John Hurrell – 29 November, 2018
This time the variously-sized wall photographs are alluding to sculpture as well as painting, to artists like Brancusi who explored the totemic and the vertical, as well as (in the earlier show) planar painting minimalists like Kelly or early Marden—but rejecting an industrial surface, and celebrating paint as viscous substance with caked-on, icing-like layers. More complicated than before, with squared-off arching forms, the new circular negative spaces seem to allude to the camera lens itself.
An exhibition with two parts—framed photographs of vertically stacked, painted children’s blocks on the wall, and a revolving carousel of slides projected on a screen tucked into a large boxlike room deftly constructed in the space—this show continues to explore themes seen in Gavin Hipkins’ previous solo exhibition at Starkwhite three years ago.
This time the variously-sized wall photographs are alluding to sculpture as well as painting, to artists like Brancusi who explored the totemic and the vertical, as well as (in the earlier show) planar painting minimalists like Kelly or early Marden—but rejecting an industrial surface and celebrating paint as viscous substance with caked-on, icing-like layers.
More complicated than before with squared-off arching forms, the new circular negative spaces seem to allude to the camera lens itself. As unique photographs that depict painted and extended surfaces, they remain very much photography on paper with a smooth surface.
Because of Hipkins’ big interest in filmmaking the reflective wit continues. The columns could also be strips of film, lines of celluloid—stacked up repeating frames of U-shapes (alternating between empty half circles and vertical ‘I’ stalks). Or perhaps quasi-modernist Māori carving. The background colours vary.

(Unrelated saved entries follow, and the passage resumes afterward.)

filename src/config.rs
//! Filter configuration

use std::path::Path;

use serde::{Deserialize, Serialize};

use crate::error::{Error, Result};
use crate::expr::SizeExpr;
use crate::types::{Framerate, SurfaceFormat};

/// Scaling stage configuration.
///
/// Options are validated when the filter is created, not per frame.
#[derive(Debug, Clone, Serialize, Deserialize)]
#[serde(default)]
pub struct ScaleConfig {
    /// Output width expression (e.g. "iw", "iw/2", "-1")
    pub width: String,
    /// Output height expression
    pub height: String,
    /// Output pixel format
    pub format: SurfaceFormat,
    /// Outbound pool depth; bounds how many output frames can be in flight
    pub pool_capacity: usize,
    /// Nominal stream rate advertised to the processor
    pub frame_rate: Framerate,
}

impl Default for ScaleConfig {
    fn default() -> Self {
        Self {
            width: "iw".to_string(),
            height: "ih".to_string(),
            format: SurfaceFormat::Nv12,
            pool_capacity: 4,
            frame_rate: Framerate::FPS_60,
        }
    }
}

impl ScaleConfig {
    pub fn with_size(mut self, width: impl Into<String>, height: impl Into<String>) -> Self {
        self.width = width.into();
        self.height = height.into();
        self
    }

    pub fn with_format(mut self, format: SurfaceFormat) -> Self {
        self.format = format;
        self
    }

    pub fn with_pool_capacity(mut self, capacity: usize) -> Self {
        self.pool_capacity = capacity;
        self
    }

    pub fn with_frame_rate(mut self, rate: Framerate) -> Self {
        self.frame_rate = rate;
        self
    }

    /// Parse the size expressions
    pub fn parse_size(&self) -> Result<(SizeExpr, SizeExpr)> {
        Ok((SizeExpr::parse(&self.width)?, SizeExpr::parse(&self.height)?))
    }

    /// Validate all options; fatal at startup when this fails
    pub fn validate(&self) -> Result<()> {
        self.parse_size()?;
        if !self.format.is_output_format() {
            return Err(Error::UnsupportedFormat(self.format.to_string()));
        }
        if self.pool_capacity == 0 {
            return Err(Error::Config("pool_capacity must be at least 1".to_string()));
        }
        if self.frame_rate.num == 0 || self.frame_rate.den == 0 {
            return Err(Error::Config("frame_rate must be non-zero".to_string()));
        }
        Ok(())
    }

    /// Load configuration from a TOML file
    pub fn from_file(path: impl AsRef<Path>) -> Result<Self> {
        let text = std::fs::read_to_string(path)?;
        let config: Self =
            toml::from_str(&text).map_err(|e| Error::Config(format!("bad config file: {}", e)))?;
        config.validate()?;
        Ok(config)
    }
}
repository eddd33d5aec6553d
//! Outbound pad
//!
//! The filter hands converted frames to a [`FrameSink`]. A sink failure
//! models downstream backpressure or shutdown and is propagated to the
//! caller unchanged.

use crate::error::{Error, Result};
use crate::types::VideoFrame;

/// Trait for downstream frame consumers
pub trait FrameSink: Send {
    /// Accept one frame. Ownership transfers to the sink.
    fn emit(&mut self, frame: VideoFrame) -> Result<()>;

    /// Flush and finalize
    fn finish(&mut self) -> Result<()> {
        Ok(())
    }

    /// Frames accepted so far
    fn frames_emitted(&self) -> u64;
}

/// Discards all frames, counting them
#[derive(Default)]
pub struct NullSink {
    frames: u64,
}

impl NullSink {
    pub fn new() -> Self {
        Self::default()
    }
}

impl FrameSink for NullSink {
    fn emit(&mut self, _frame: VideoFrame) -> Result<()> {
        self.frames += 1;
        Ok(())
    }

    fn frames_emitted(&self) -> u64 {
        self.frames
    }
}

/// Hands frames to another thread over a bounded channel.
///
/// `emit` blocks while the channel is full; a disconnected receiver turns
/// into [`Error::Downstream`].
pub struct ChannelSink {
    tx: crossbeam_channel::Sender<VideoFrame>,
    frames: u64,
}

impl ChannelSink {
    pub fn bounded(capacity: usize) -> (Self, crossbeam_channel::Receiver<VideoFrame>) {
        let (tx, rx) = crossbeam_channel::bounded(capacity);
        (Self { tx, frames: 0 }, rx)
    }
}

impl FrameSink for ChannelSink {
    fn emit(&mut self, frame: VideoFrame) -> Result<()> {
        self.tx
            .send(frame)
            .map_err(|_| Error::Downstream("receiver disconnected".to_string()))?;
        self.frames += 1;
        Ok(())
    }

    fn frames_emitted(&self) -> u64 {
        self.frames
    }
}
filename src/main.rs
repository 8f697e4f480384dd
use clap::Parser;
use tracing_subscriber::EnvFilter;
use tradejournal::cli::commands::{Cli, Commands, FilterArgs};
use tradejournal::domain::entities::journal_entry::JournalEntryDraft;
use tradejournal::domain::entities::trade::{Trade, TradeDraft};
use tradejournal::domain::values::breakdown::Dimension;
use tradejournal::domain::values::time_window::TimeWindow;
use tradejournal::domain::values::trade_filter::TradeFilter;
use tradejournal::TradeJournal;

fn main() {
    tracing_subscriber::fmt()
        .with_writer(std::io::stderr)
        .with_target(false)
        .with_env_filter(EnvFilter::try_from_default_env().unwrap_or_else(|_| EnvFilter::new("warn")))
        .init();

    let cli = Cli::parse();
    let db_path = std::env::var("TRADEJOURNAL_DB").unwrap_or_else(|_| "./tradejournal.db".into());

    let journal = match TradeJournal::new(&db_path) {
        Ok(journal) => journal,
        Err(e) => {
            eprintln!("Error initializing trade journal: {e}");
            std::process::exit(1);
        }
    };

    if let Err(e) = run_command(&journal, cli.command) {
        eprintln!("Error: {e}");
        std::process::exit(1);
    }
}

fn run_command(journal: &TradeJournal, cmd: Commands) -> Result<(), Box<dyn std::error::Error>> {
    match cmd {
        Commands::Add { json } => {
            let draft: TradeDraft = serde_json::from_str(&json)?;
            let trade = journal.trade_add(draft)?;
            println!("{}", serde_json::to_string_pretty(&trade)?);
        }
        Commands::Update { json } => {
            let trade: Trade = serde_json::from_str(&json)?;
            let trade = journal.trade_update(trade)?;
            println!("{}", serde_json::to_string_pretty(&trade)?);
        }
        Commands::Close {
            id,
            result,
            exit_price,
        } => {
            let trade = journal.trade_close(&id, result, exit_price)?;
            println!("{}", serde_json::to_string_pretty(&trade)?);
        }
        Commands::Remove { id } => {
            let trade = journal.trade_remove(&id)?;
            println!("Trade {} ({}) removed", trade.id, trade.instrument);
        }
        Commands::Show { id } => {
            let trade = journal.trade_get(&id)?;
            println!("{}", serde_json::to_string_pretty(&trade)?);
        }
        Commands::Trades { filter, limit } => {
            let filter = parse_filter(&filter)?;
            let trades = journal.trade_list(&filter, Some(limit))?;
            println!("{}", serde_json::to_string_pretty(&trades)?);
        }
        Commands::Stats { window } => {
            let window: TimeWindow = window.parse().map_err(|e: String| e)?;
            let report = journal.stats(window)?;
            println!("{}", serde_json::to_string_pretty(&*report)?);
        }
        Commands::Breakdown { dimension, window } => {
            let dimension: Dimension = dimension.parse().map_err(|e: String| e)?;
            let window: TimeWindow = window.parse().map_err(|e: String| e)?;
            let groups = journal.breakdown(dimension, window)?;
            println!("{}", serde_json::to_string_pretty(&groups)?);
        }
        Commands::Insights { window } => {
            let window: TimeWindow = window.parse().map_err(|e: String| e)?;
            let insights = journal.insights(window)?;
            println!("{}", serde_json::to_string_pretty(&insights)?);
        }
        Commands::Journal { json } => {
            let draft: JournalEntryDraft = serde_json::from_str(&json)?;
            let entry = journal.journal_submit(&draft)?;
            println!("{}", serde_json::to_string_pretty(&entry)?);
        }
        Commands::Export { filter } => {
            let filter = parse_filter(&filter)?;
            let trades = journal.trade_list(&filter, None)?;
            println!("{}", serde_json::to_string_pretty(&trades)?);
        }
    }
    Ok(())
}

fn parse_filter(args: &FilterArgs) -> Result<TradeFilter, String> {
    Ok(TradeFilter {
        search: args.search.clone(),
        instrument: args.instrument.parse()?,
        emotion: args.emotion.parse()?,
        result: args.result.parse()?,
        window: args.window.as_deref().map(str::parse::<TimeWindow>).transpose()?,
    })
}
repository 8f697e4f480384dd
use thiserror::Error;

#[derive(Debug, Error)]
pub enum DomainError {
    #[error("Not found: {0}")]
    NotFound(String),

    #[error("Invalid input: {0}")]
    InvalidInput(String),

    #[error("Database error: {0}")]
    Database(String),

    #[error("Parse error: {0}")]
    Parse(String),

    #[error("Validation failed: {0}")]
    Validation(String),
}

impl From<String> for DomainError {
    fn from(s: String) -> Self {
        DomainError::Database(s)
    }
}

impl From<&str> for DomainError {
    fn from(s: &str) -> Self {
        DomainError::InvalidInput(s.to_string())
    }
}

impl From<serde_json::Error> for DomainError {
    fn from(e: serde_json::Error) -> Self {
        DomainError::Parse(e.to_string())
    }
}
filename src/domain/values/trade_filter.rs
use crate::domain::entities::trade::Trade;
use crate::domain::values::choice::Choice;
use crate::domain::values::result_filter::ResultFilter;
use crate::domain::values::time_window::TimeWindow;
use chrono::{DateTime, Utc};
use serde::Serialize;

/// Conjunctive trade filter used by the trade list and the statistics view.
#[derive(Debug, Clone, Default, PartialEq, Serialize)]
pub struct TradeFilter {
    /// Case-insensitive substring of notes, either mindset or instrument.
    pub search: Option<String>,
    pub instrument: Choice,
    pub emotion: Choice,
    pub result: ResultFilter,
    /// When set, only closed trades inside the window pass.
    pub window: Option<TimeWindow>,
}

impl TradeFilter {
    /// Closed trades inside `window`, the input of the statistics view.
    pub fn closed_within(window: TimeWindow) -> Self {
        Self {
            window: Some(window),
            ..Self::default()
        }
    }

    pub fn matches(&self, trade: &Trade, now: DateTime<Utc>) -> bool {
        if let Some(needle) = self.search.as_deref().map(str::trim) {
            let needle = needle.to_lowercase();
            if !needle.is_empty()
                && !trade
                    .text_fields()
                    .iter()
                    .any(|f| f.to_lowercase().contains(&needle))
            {
                return false;
            }
        }
        if !self.instrument.matches(&trade.instrument) || !self.emotion.matches(&trade.emotion) {
            return false;
        }
        if !self.result.matches(trade.result) {
            return false;
        }
        if let Some(window) = self.window {
            if !trade.is_closed() || !window.contains(trade.timestamp, now) {
                return false;
            }
        }
        true
    }

    pub fn apply(&self, trades: &[Trade], now: DateTime<Utc>) -> Vec<Trade> {
        trades
            .iter()
            .filter(|t| self.matches(t, now))
            .cloned()
            .collect()
    }
}
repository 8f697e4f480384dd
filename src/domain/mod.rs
pub mod entities;
pub mod error;
pub mod ports;
pub mod values;
pub mod application;
pub mod cli;
pub mod domain;
pub mod infrastructure;

use crate::application::insights::{InsightsUseCase, PsychologyInsights};
use crate::application::journal::JournalUseCase;
use crate::application::stats::{PerformanceReport, StatsUseCase};
use crate::application::trade::TradeUseCase;
use crate::application::trade_store::{Listener, SubscriptionId, TradeStore};
use crate::domain::entities::journal_entry::{JournalEntry, JournalEntryDraft};
use crate::domain::entities::trade::{Trade, TradeDraft};
use crate::domain::error::DomainError;
use crate::domain::ports::key_value_store::KeyValueStore;
use crate::domain::values::breakdown::{Dimension, GroupStats};
use crate::domain::values::time_window::TimeWindow;
use crate::domain::values::trade_filter::TradeFilter;
use crate::infrastructure::sqlite::kv_store::SqliteKeyValueStore;
use std::sync::Arc;

pub struct TradeJournal {
    store: Arc<TradeStore>,
    trade_uc: TradeUseCase,
    stats_uc: StatsUseCase,
    insights_uc: InsightsUseCase,
    journal_uc: JournalUseCase,
}

impl TradeJournal {
    pub fn new(db_path: &str) -> Result<Self, DomainError> {
        let storage: Arc<dyn KeyValueStore> = Arc::new(SqliteKeyValueStore::open(db_path)?);
        Self::with_storage(storage)
    }

    pub fn with_storage(storage: Arc<dyn KeyValueStore>) -> Result<Self, DomainError> {
        let store = Arc::new(TradeStore::open(storage)?);
        Ok(Self {
            trade_uc: TradeUseCase::new(store.clone()),
            stats_uc: StatsUseCase::new(store.clone()),
            insights_uc: InsightsUseCase::new(store.clone()),
            journal_uc: JournalUseCase::new(),
            store,
        })
    }

    pub fn subscribe(&self, listener: Listener) -> Result<SubscriptionId, DomainError> {
        self.store.subscribe(listener)
    }

    pub fn unsubscribe(&self, id: SubscriptionId) -> Result<bool, DomainError> {
        self.store.unsubscribe(id)
    }

    // Delegating methods
    pub fn trade_add(&self, draft: TradeDraft) -> Result<Trade, DomainError> {
        self.trade_uc.add(draft)
    }

    pub fn trade_update(&self, trade: Trade) -> Result<Trade, DomainError> {
        self.trade_uc.update(trade)
    }

    pub fn trade_close(&self, id: &str, result: f64, exit_price: Option<f64>) -> Result<Trade, DomainError> {
        self.trade_uc.close(id, result, exit_price)
    }

    pub fn trade_remove(&self, id: &str) -> Result<Trade, DomainError> {
        self.trade_uc.remove(id)
    }

    pub fn trade_get(&self, id: &str) -> Result<Trade, DomainError> {
        self.trade_uc.get(id)
    }

    pub fn trade_list(&self, filter: &TradeFilter, limit: Option<usize>) -> Result<Vec<Trade>, DomainError> {
        self.trade_uc.list(filter, limit)
    }

    pub fn stats(&self, window: TimeWindow) -> Result<Arc<PerformanceReport>, DomainError> {
        self.stats_uc.report(window)
    }

    pub fn breakdown(&self, dimension: Dimension, window: TimeWindow) -> Result<Vec<GroupStats>, DomainError> {
        self.stats_uc.breakdown(dimension, window)
    }

    pub fn insights(&self, window: TimeWindow) -> Result<PsychologyInsights, DomainError> {
        self.insights_uc.insights(window)
    }

    pub fn journal_submit(&self, draft: &JournalEntryDraft) -> Result<JournalEntry, DomainError> {
        self.journal_uc.submit(draft)
    }

    pub fn journal_entries(&self) -> Result<Vec<JournalEntry>, DomainError> {
        self.journal_uc.entries()
    }
}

The eighty slides in the carousel feature pairs of blocks, ramps and other geometric forms in a set that merges the floor with the background wall, exploring nuances of colour on the simple wooden toys, planar edges where the applied paint ‘misbehaves’, and where the horizontally allows Hipkins to play with focus so the forms shift in and out of crisp acuity. They are engrossing, and I think, upstage the ten vertical wall works (of mostly three or five elements) that are—due to their skinny proportionality—slightly gawky and spindly.
The projected paired blocks, wedges, oblongs, cylinders, semi-circles and slabs in contrast are compact. They have mass. Their density makes them look part architecture and part furniture. They don’t hover within the frame like the vertical symmetrical wall images, but rest integrated with the surrounding field, becoming part of an asymmetric horizontal landscape.
These shots of small sculptures are clearly different in character to the frontal wall works, being obliquely angled, self-contained and not extending beyond the edges of the image. Their backgrounds come in cream, pale grey, dark grey, milk chocolate, greeny grey, browny grey, pale blue and black.
When enlarged the painted forms’ texture becomes rough, the imperfect edges bumpy. We can detect wisps of shadow, and the time period of illumination (four seconds) is brief. That these images are not frontal makes them less formulaic than the wall works. This—and their more varied colour range and deeper space—gives them a vibrant immediacy (an exuberant gorgeousness) that the more chromatically subtle and spatially shallow wall works lack.